- _DATA RECORDS_
================================

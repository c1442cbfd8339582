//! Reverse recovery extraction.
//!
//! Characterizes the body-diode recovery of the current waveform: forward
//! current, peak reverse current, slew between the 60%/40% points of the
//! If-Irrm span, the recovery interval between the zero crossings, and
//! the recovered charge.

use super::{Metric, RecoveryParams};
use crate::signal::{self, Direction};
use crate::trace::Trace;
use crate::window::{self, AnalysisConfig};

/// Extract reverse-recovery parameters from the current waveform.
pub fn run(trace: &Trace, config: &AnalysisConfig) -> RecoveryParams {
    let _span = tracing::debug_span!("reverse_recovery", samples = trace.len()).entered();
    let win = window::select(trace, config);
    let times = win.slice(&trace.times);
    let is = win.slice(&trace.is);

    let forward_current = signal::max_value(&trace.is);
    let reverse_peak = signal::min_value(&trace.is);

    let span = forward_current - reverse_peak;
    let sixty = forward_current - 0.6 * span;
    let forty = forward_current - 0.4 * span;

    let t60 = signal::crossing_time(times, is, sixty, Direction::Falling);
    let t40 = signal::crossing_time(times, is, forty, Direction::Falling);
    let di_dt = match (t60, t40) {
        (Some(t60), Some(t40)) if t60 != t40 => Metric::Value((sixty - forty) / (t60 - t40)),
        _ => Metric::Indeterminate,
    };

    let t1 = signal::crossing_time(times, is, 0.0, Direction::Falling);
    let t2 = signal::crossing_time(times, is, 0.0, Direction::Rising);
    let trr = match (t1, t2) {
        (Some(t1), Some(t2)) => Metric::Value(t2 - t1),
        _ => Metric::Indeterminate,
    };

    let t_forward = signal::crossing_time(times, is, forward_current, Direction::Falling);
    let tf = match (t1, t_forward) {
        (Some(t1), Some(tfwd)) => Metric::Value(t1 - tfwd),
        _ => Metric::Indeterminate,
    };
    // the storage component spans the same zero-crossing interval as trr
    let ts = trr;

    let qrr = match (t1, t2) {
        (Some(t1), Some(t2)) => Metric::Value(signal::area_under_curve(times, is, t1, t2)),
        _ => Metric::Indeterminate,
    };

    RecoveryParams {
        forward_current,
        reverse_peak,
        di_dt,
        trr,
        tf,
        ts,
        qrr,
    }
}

================================

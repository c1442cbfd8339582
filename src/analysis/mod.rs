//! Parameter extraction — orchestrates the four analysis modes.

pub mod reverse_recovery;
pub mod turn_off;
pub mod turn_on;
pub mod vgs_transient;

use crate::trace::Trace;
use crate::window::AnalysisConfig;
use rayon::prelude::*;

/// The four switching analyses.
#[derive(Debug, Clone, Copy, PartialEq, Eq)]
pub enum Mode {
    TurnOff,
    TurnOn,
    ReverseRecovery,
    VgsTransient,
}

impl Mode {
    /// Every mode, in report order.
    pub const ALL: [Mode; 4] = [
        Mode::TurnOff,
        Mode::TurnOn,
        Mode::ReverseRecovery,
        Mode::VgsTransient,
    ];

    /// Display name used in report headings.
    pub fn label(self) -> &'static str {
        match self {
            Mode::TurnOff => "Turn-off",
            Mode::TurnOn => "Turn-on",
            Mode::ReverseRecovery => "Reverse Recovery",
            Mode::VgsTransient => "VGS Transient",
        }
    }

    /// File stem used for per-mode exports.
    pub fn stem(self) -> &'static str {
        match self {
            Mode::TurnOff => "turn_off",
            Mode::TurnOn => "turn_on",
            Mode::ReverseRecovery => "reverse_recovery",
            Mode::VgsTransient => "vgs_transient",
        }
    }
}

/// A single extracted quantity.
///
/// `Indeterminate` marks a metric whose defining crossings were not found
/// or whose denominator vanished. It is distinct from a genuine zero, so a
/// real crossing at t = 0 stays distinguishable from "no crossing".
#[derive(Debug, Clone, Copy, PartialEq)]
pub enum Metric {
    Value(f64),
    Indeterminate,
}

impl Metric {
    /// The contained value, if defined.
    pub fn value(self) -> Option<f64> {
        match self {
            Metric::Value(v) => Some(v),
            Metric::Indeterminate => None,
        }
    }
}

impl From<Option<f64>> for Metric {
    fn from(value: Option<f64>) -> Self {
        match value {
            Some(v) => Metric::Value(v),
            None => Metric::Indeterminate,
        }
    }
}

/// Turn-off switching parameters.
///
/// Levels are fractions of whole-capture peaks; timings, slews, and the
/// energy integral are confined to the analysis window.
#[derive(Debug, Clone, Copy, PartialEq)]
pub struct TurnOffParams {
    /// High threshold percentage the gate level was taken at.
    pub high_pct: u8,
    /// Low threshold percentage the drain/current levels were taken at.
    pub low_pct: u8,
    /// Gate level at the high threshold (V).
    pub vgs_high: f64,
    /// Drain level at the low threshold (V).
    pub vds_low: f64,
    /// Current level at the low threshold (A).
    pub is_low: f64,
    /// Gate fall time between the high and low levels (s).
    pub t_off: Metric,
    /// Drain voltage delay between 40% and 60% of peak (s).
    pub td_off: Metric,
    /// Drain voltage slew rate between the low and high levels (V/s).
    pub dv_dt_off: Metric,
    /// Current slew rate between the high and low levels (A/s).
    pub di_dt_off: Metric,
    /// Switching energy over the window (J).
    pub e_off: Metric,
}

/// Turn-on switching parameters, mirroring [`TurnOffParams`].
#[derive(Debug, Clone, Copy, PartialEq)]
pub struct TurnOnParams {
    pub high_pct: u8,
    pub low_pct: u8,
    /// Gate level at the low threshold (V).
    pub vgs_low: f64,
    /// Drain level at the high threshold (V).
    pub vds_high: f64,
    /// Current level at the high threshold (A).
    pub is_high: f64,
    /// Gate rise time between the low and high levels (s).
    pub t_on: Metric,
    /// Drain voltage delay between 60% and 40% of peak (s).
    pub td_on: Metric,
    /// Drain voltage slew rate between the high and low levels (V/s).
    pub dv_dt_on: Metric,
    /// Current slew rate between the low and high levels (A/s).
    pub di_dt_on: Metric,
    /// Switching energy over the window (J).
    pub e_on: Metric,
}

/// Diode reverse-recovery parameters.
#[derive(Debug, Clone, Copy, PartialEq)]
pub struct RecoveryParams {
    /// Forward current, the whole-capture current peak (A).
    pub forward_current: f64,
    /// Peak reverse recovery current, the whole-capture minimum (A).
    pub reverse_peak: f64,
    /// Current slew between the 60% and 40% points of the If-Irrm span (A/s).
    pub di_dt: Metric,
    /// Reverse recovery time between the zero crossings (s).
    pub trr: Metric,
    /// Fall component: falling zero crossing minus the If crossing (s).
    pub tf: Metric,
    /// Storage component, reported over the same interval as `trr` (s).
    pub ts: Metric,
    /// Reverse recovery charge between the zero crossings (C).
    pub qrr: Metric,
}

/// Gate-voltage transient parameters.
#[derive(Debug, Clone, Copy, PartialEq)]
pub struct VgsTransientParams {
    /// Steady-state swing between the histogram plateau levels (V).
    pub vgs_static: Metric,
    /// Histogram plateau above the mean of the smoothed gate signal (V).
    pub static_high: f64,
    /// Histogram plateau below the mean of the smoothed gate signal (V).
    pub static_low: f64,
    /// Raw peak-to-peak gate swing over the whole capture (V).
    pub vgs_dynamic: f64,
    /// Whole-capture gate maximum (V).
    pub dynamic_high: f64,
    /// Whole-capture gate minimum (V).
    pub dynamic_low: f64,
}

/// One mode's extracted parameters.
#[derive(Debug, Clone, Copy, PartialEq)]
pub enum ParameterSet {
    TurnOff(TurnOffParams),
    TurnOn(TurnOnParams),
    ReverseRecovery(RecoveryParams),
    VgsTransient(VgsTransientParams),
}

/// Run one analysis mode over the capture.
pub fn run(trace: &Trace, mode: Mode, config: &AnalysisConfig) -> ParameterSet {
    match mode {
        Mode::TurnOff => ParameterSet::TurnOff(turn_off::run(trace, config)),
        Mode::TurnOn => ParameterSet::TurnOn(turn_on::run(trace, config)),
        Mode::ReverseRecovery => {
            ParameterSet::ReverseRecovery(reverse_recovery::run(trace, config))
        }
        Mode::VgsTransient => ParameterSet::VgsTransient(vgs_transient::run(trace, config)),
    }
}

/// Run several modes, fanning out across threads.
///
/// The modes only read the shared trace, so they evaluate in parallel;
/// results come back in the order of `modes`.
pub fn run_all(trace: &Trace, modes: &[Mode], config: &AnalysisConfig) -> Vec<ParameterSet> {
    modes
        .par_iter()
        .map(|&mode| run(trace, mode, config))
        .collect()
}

================================

- _WHAT TO PRODUCE_
Look through the listing, and copy each line that contains the word "AnalysisConfig".

- _ANSWER BOX_
use crate::window::{self, AnalysisConfig};
pub fn run(trace: &Trace, config: &AnalysisConfig) -> RecoveryParams {
use crate::window::AnalysisConfig;
pub fn run(trace: &Trace, mode: Mode, config: &AnalysisConfig) -> ParameterSet {
pub fn run_all(trace: &Trace, modes: &[Mode], config: &AnalysisConfig) -> Vec<ParameterSet> {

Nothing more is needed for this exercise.